(Items from a dataset)
- Opening Delimiter -
use anyhow::Result;
use codementor::config::API_KEY_VAR;
use codementor::ui::TerminalUI;
use codementor::{ChatClient, ChatHandler, Config};
use log::{info, warn};

#[tokio::main]
async fn main() -> Result<()> {
    dotenv::dotenv().ok();
    env_logger::Builder::from_env(env_logger::Env::default().default_filter_or("warn")).init();

    let config = Config::from_env();
    info!("Model: {}", config.model);
    info!("Endpoint: {}", config.endpoint);
    match &config.api_key {
        Some(key) => info!("Using API key {}", key.masked()),
        None => warn!(
            "{} is not set; every reply will be a configuration warning",
            API_KEY_VAR
        ),
    }

    let handler = ChatHandler::new(ChatClient::new(config));
    let mut ui = TerminalUI::new(handler)?;
    ui.run().await?;

    Ok(())
}
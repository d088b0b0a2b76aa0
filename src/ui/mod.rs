pub mod commands;
mod terminal;

pub use commands::Command;
pub use terminal::TerminalUI;
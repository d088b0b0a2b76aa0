use std::sync::OnceLock;
use syntect::easy::HighlightLines;
use syntect::highlighting::{Theme, ThemeSet};
use syntect::parsing::{SyntaxReference, SyntaxSet};
use syntect::util::{as_24_bit_terminal_escaped, LinesWithEndings};

static HIGHLIGHTER: OnceLock<CodeHighlighter> = OnceLock::new();

const THEME: &str = "base16-ocean.dark";

/// Loaded once; syntect's default sets are expensive to build.
pub struct CodeHighlighter {
    syntax_set: SyntaxSet,
    theme_set: ThemeSet,
}

impl CodeHighlighter {
    pub fn global() -> &'static CodeHighlighter {
        HIGHLIGHTER.get_or_init(Self::new)
    }

    fn new() -> Self {
        Self {
            syntax_set: SyntaxSet::load_defaults_newlines(),
            theme_set: ThemeSet::load_defaults(),
        }
    }

    fn syntax_for(&self, language: &str) -> &SyntaxReference {
        self.syntax_set
            .find_syntax_by_token(language)
            .or_else(|| self.syntax_set.find_syntax_by_extension(language))
            .unwrap_or_else(|| self.syntax_set.find_syntax_plain_text())
    }

    fn theme(&self) -> Option<&Theme> {
        self.theme_set.themes.get(THEME)
    }

    /// Terminal-escaped rendition of `code`, every line prefixed by `indent`.
    /// Falls back to the raw text for lines syntect cannot handle.
    pub fn highlight(&self, code: &str, language: &str, indent: &str) -> String {
        let mut output = String::with_capacity(code.len() * 2);
        let mut highlighter = self
            .theme()
            .map(|theme| HighlightLines::new(self.syntax_for(language), theme));

        for line in LinesWithEndings::from(code) {
            output.push_str(indent);
            let highlighted = highlighter
                .as_mut()
                .and_then(|h| h.highlight_line(line, &self.syntax_set).ok());
            match highlighted {
                Some(ranges) => output.push_str(&as_24_bit_terminal_escaped(&ranges[..], false)),
                None => output.push_str(line),
            }
        }
        if !output.ends_with('\n') {
            output.push('\n');
        }
        // Reset so colours do not bleed into the following text.
        output.push_str("\x1B[0m");
        output
    }
}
- Closing Delimiter -
- [AIM OF THE EXERCISE]:
Every single line of the data above must be set down again exactly.

- [ANSWER FOR THE TASK]:
use anyhow::Result;
use codementor::config::API_KEY_VAR;
use codementor::ui::TerminalUI;
use codementor::{ChatClient, ChatHandler, Config};
use log::{info, warn};

#[tokio::main]
async fn main() -> Result<()> {
    dotenv::dotenv().ok();
    env_logger::Builder::from_env(env_logger::Env::default().default_filter_or("warn")).init();

    let config = Config::from_env();
    info!("Model: {}", config.model);
    info!("Endpoint: {}", config.endpoint);
    match &config.api_key {
        Some(key) => info!("Using API key {}", key.masked()),
        None => warn!(
            "{} is not set; every reply will be a configuration warning",
            API_KEY_VAR
        ),
    }

    let handler = ChatHandler::new(ChatClient::new(config));
    let mut ui = TerminalUI::new(handler)?;
    ui.run().await?;

    Ok(())
}
repository d088b0b0a2b76aa0
filename src/ui/mod.rs
pub mod commands;
mod terminal;

pub use commands::Command;
pub use terminal::TerminalUI;
repository d088b0b0a2b76aa0
use std::sync::OnceLock;
use syntect::easy::HighlightLines;
use syntect::highlighting::{Theme, ThemeSet};
use syntect::parsing::{SyntaxReference, SyntaxSet};
use syntect::util::{as_24_bit_terminal_escaped, LinesWithEndings};

static HIGHLIGHTER: OnceLock<CodeHighlighter> = OnceLock::new();

const THEME: &str = "base16-ocean.dark";

/// Loaded once; syntect's default sets are expensive to build.
pub struct CodeHighlighter {
    syntax_set: SyntaxSet,
    theme_set: ThemeSet,
}

impl CodeHighlighter {
    pub fn global() -> &'static CodeHighlighter {
        HIGHLIGHTER.get_or_init(Self::new)
    }

    fn new() -> Self {
        Self {
            syntax_set: SyntaxSet::load_defaults_newlines(),
            theme_set: ThemeSet::load_defaults(),
        }
    }

    fn syntax_for(&self, language: &str) -> &SyntaxReference {
        self.syntax_set
            .find_syntax_by_token(language)
            .or_else(|| self.syntax_set.find_syntax_by_extension(language))
            .unwrap_or_else(|| self.syntax_set.find_syntax_plain_text())
    }

    fn theme(&self) -> Option<&Theme> {
        self.theme_set.themes.get(THEME)
    }

    /// Terminal-escaped rendition of `code`, every line prefixed by `indent`.
    /// Falls back to the raw text for lines syntect cannot handle.
    pub fn highlight(&self, code: &str, language: &str, indent: &str) -> String {
        let mut output = String::with_capacity(code.len() * 2);
        let mut highlighter = self
            .theme()
            .map(|theme| HighlightLines::new(self.syntax_for(language), theme));

        for line in LinesWithEndings::from(code) {
            output.push_str(indent);
            let highlighted = highlighter
                .as_mut()
                .and_then(|h| h.highlight_line(line, &self.syntax_set).ok());
            match highlighted {
                Some(ranges) => output.push_str(&as_24_bit_terminal_escaped(&ranges[..], false)),
                None => output.push_str(line),
            }
        }
        if !output.ends_with('\n') {
            output.push('\n');
        }
        // Reset so colours do not bleed into the following text.
        output.push_str("\x1B[0m");
        output
    }
}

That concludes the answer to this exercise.